## [TASK STATEMENT]
Every line of the listing that contains the word "crate" is to be copied out.

•••

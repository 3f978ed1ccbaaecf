//! Welcome and status endpoint handlers

use axum::{
  extract::{Extension, State},
  response::Json,
};
use std::sync::Arc;

use crate::context::AppContext;
use crate::server::middleware::RequestContext;
use crate::server::types::StatusResponse;

pub const WELCOME: &str = "Welcome to the LLM-Powered Booking Analytics System!";

/// GET / - Static welcome text
pub async fn home() -> &'static str {
  WELCOME
}

/// GET /status - Whether startup loading has finished, and how
pub async fn status(
  State(app): State<Arc<AppContext>>,
  Extension(context): Extension<RequestContext>,
) -> Json<StatusResponse> {
  let resolver = app.resolver().ok();
  let status = if app.is_ready() {
    "ready"
  } else if app.load_failed() {
    "failed"
  } else {
    "loading"
  };

  Json(StatusResponse {
    transaction_id: context.request_id,
    status: status.to_string(),
    version: env!("CARGO_PKG_VERSION").to_string(),
    index_loaded: resolver.is_some(),
    analytics_loaded: app.analytics().is_ok(),
    records: resolver.map(|r| r.corpus().len()),
  })
}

•••

## [ANSWER AREA]
use crate::context::AppContext;
use crate::server::middleware::RequestContext;
use crate::server::types::StatusResponse;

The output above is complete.